== Task objective ==
Pull every line containing "field" from the entries.
*** Opening of Stored data ***
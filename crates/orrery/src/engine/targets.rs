//! Render passes and offscreen targets
//!
//! Shading pipelines belong to the host application. The engine only creates the objects the
//! frame pipeline can't run without: the present pass, the offscreen pass with a pipeline, one
//! offscreen color target per frame in flight, and the bindless texture array's descriptor set.

use crate::{
    events::{
        InitOffscreenPipeline, InitPresentPipeline, OffscreenResourcesRecreated, SubscriberIndex,
        SwapchainRecreated,
    },
    gc::{CleanupId, CleanupTask},
    gpu::{
        DescriptorSet, Extent2D, Format, Framebuffer, Image, ImageDesc, ImageLayout, ImageUsage,
        ImageView, MemoryProperties, Pipeline, RenderPass, RenderPassDesc, Sampler,
        SamplerAddressMode,
    },
    render::{
        default_sampler_desc, RenderContext, RenderResult, TextureRegistry, MAX_FRAMES_IN_FLIGHT,
        MAX_TEXTURES,
    },
};
use log::*;
use parking_lot::Mutex;
use std::{
    fmt,
    sync::{Arc, Weak},
};

/// Color format of the offscreen targets.
pub const OFFSCREEN_FORMAT: Format = Format::R16G16B16A16Sfloat;

#[derive(Debug, Default)]
struct OffscreenTargets {
    images: Vec<Image>,
    image_views: Vec<ImageView>,
    framebuffers: Vec<Framebuffer>,
    cleanup: Option<CleanupId>,
}

pub struct RenderTargets {
    context: RenderContext,
    subscriber: SubscriberIndex,
    present_render_pass: RenderPass,
    offscreen_render_pass: RenderPass,
    pipeline: Pipeline,
    sampler: Sampler,
    descriptor_set: DescriptorSet,
    offscreen: Mutex<OffscreenTargets>,
}

impl RenderTargets {
    pub fn new(
        context: RenderContext,
        textures: &TextureRegistry,
        surface_format: Format,
        extent: Extent2D,
    ) -> RenderResult<Arc<Self>> {
        let device = context.device.clone();

        let present_render_pass = device.create_render_pass(&RenderPassDesc {
            label: "present",
            color_format: surface_format,
            final_layout: ImageLayout::PresentSrc,
        })?;
        let offscreen_render_pass = device.create_render_pass(&RenderPassDesc {
            label: "offscreen",
            color_format: OFFSCREEN_FORMAT,
            final_layout: ImageLayout::ShaderReadOnlyOptimal,
        })?;
        let pipeline = device.create_pipeline(offscreen_render_pass)?;
        let descriptor_pool = device.create_descriptor_pool(1, MAX_TEXTURES)?;
        let descriptor_set = device.allocate_descriptor_set(descriptor_pool, MAX_TEXTURES)?;

        let cleanup_device = device.clone();
        context.gc.create_cleanup_task(
            CleanupTask::new("RenderTargets::new", move || {
                cleanup_device.destroy_descriptor_pool(descriptor_pool);
                cleanup_device.destroy_pipeline(pipeline);
                cleanup_device.destroy_render_pass(offscreen_render_pass);
                cleanup_device.destroy_render_pass(present_render_pass);
            })
            .with_object("texture array descriptor pool", descriptor_pool)
            .with_object("offscreen pipeline", pipeline)
            .with_object("offscreen render pass", offscreen_render_pass)
            .with_object("present render pass", present_render_pass),
        );

        let (sampler, _) = textures.create_sampler(&{
            let mut desc = default_sampler_desc();
            desc.address_mode_u = SamplerAddressMode::ClampToEdge;
            desc.address_mode_v = SamplerAddressMode::ClampToEdge;
            desc.address_mode_w = SamplerAddressMode::ClampToEdge;
            desc.anisotropy_enable = false;
            desc
        })?;

        let mut targets = Self {
            subscriber: context.dispatcher.register_subscriber::<Self>(),
            context,
            present_render_pass,
            offscreen_render_pass,
            pipeline,
            sampler,
            descriptor_set,
            offscreen: Mutex::default(),
        };
        *targets.offscreen.get_mut() = targets.create_offscreen(extent)?;

        let targets = Arc::new(targets);
        let weak = Arc::downgrade(&targets);
        targets
            .context
            .dispatcher
            .subscribe::<SwapchainRecreated>(targets.subscriber, move |event| {
                with_targets(&weak, |targets| {
                    if let Err(error) = targets.recreate_offscreen(event.extent) {
                        error!("Couldn't recreate the offscreen targets: {error}");
                    }
                })
            })?;
        Ok(targets)
    }

    pub fn present_render_pass(&self) -> RenderPass {
        self.present_render_pass
    }

    pub fn offscreen_render_pass(&self) -> RenderPass {
        self.offscreen_render_pass
    }

    pub fn descriptor_set(&self) -> DescriptorSet {
        self.descriptor_set
    }

    pub fn offscreen_framebuffers(&self) -> Vec<Framebuffer> {
        self.offscreen.lock().framebuffers.clone()
    }

    /// Publishes both pipelines. Deferred texture uploads run during this call.
    pub fn publish(&self) {
        let dispatcher = &self.context.dispatcher;
        dispatcher.dispatch(&InitPresentPipeline {
            render_pass: self.present_render_pass,
        });

        let event = {
            let offscreen = self.offscreen.lock();
            InitOffscreenPipeline {
                render_pass: self.offscreen_render_pass,
                pipeline: self.pipeline,
                offscreen_images: offscreen.images.clone(),
                offscreen_image_views: offscreen.image_views.clone(),
                offscreen_samplers: vec![self.sampler; MAX_FRAMES_IN_FLIGHT],
                framebuffers: offscreen.framebuffers.clone(),
                tex_array_descriptor_set: self.descriptor_set,
            }
        };
        dispatcher.dispatch(&event);
    }

    fn create_offscreen(&self, extent: Extent2D) -> RenderResult<OffscreenTargets> {
        let device = self.context.device.clone();
        let mut targets = OffscreenTargets::default();

        for _ in 0..MAX_FRAMES_IN_FLIGHT {
            let image = device.create_image(&ImageDesc {
                label: "offscreen target",
                extent,
                format: OFFSCREEN_FORMAT,
                usage: ImageUsage::COLOR_ATTACHMENT | ImageUsage::SAMPLED,
                mip_levels: 1,
                memory: MemoryProperties::DEVICE_LOCAL,
            })?;
            let view = device.create_image_view(image, OFFSCREEN_FORMAT)?;
            let framebuffer =
                device.create_framebuffer(self.offscreen_render_pass, &[view], extent)?;
            targets.images.push(image);
            targets.image_views.push(view);
            targets.framebuffers.push(framebuffer);
        }

        let (images, views, framebuffers) = (
            targets.images.clone(),
            targets.image_views.clone(),
            targets.framebuffers.clone(),
        );
        let mut task = CleanupTask::new("RenderTargets::create_offscreen", move || {
            for &framebuffer in &framebuffers {
                device.destroy_framebuffer(framebuffer);
            }
            for (&view, &image) in views.iter().zip(&images) {
                device.destroy_image_view(view);
                device.destroy_image(image);
            }
        });
        for &image in &targets.images {
            task = task.with_object("offscreen target", image);
        }
        targets.cleanup = Some(self.context.gc.create_cleanup_task(task));

        debug!("Created {MAX_FRAMES_IN_FLIGHT} offscreen targets of {extent:?}");
        Ok(targets)
    }

    fn recreate_offscreen(&self, extent: Extent2D) -> RenderResult {
        let old = self.offscreen.lock().cleanup.take();
        if let Some(cleanup) = old {
            self.context.gc.execute_cleanup_task(cleanup)?;
        }

        let targets = self.create_offscreen(extent)?;
        let event = OffscreenResourcesRecreated {
            image_views: targets.image_views.clone(),
            samplers: vec![self.sampler; MAX_FRAMES_IN_FLIGHT],
            framebuffers: targets.framebuffers.clone(),
        };
        *self.offscreen.lock() = targets;
        self.context.dispatcher.dispatch(&event);
        Ok(())
    }
}

fn with_targets(targets: &Weak<RenderTargets>, f: impl FnOnce(&RenderTargets)) {
    if let Some(targets) = targets.upgrade() {
        f(&targets);
    }
}

impl fmt::Debug for RenderTargets {
    fn fmt(&self, f: &mut fmt::Formatter<'_>) -> fmt::Result {
        f.debug_struct("RenderTargets")
            .field("present_render_pass", &self.present_render_pass)
            .field("offscreen_render_pass", &self.offscreen_render_pass)
            .field("descriptor_set", &self.descriptor_set)
            .finish_non_exhaustive()
    }
}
*** Close of Stored data ***
== Answer space ==
            .field("present_render_pass", &self.present_render_pass)
            .field("offscreen_render_pass", &self.offscreen_render_pass)
            .field("descriptor_set", &self.descriptor_set)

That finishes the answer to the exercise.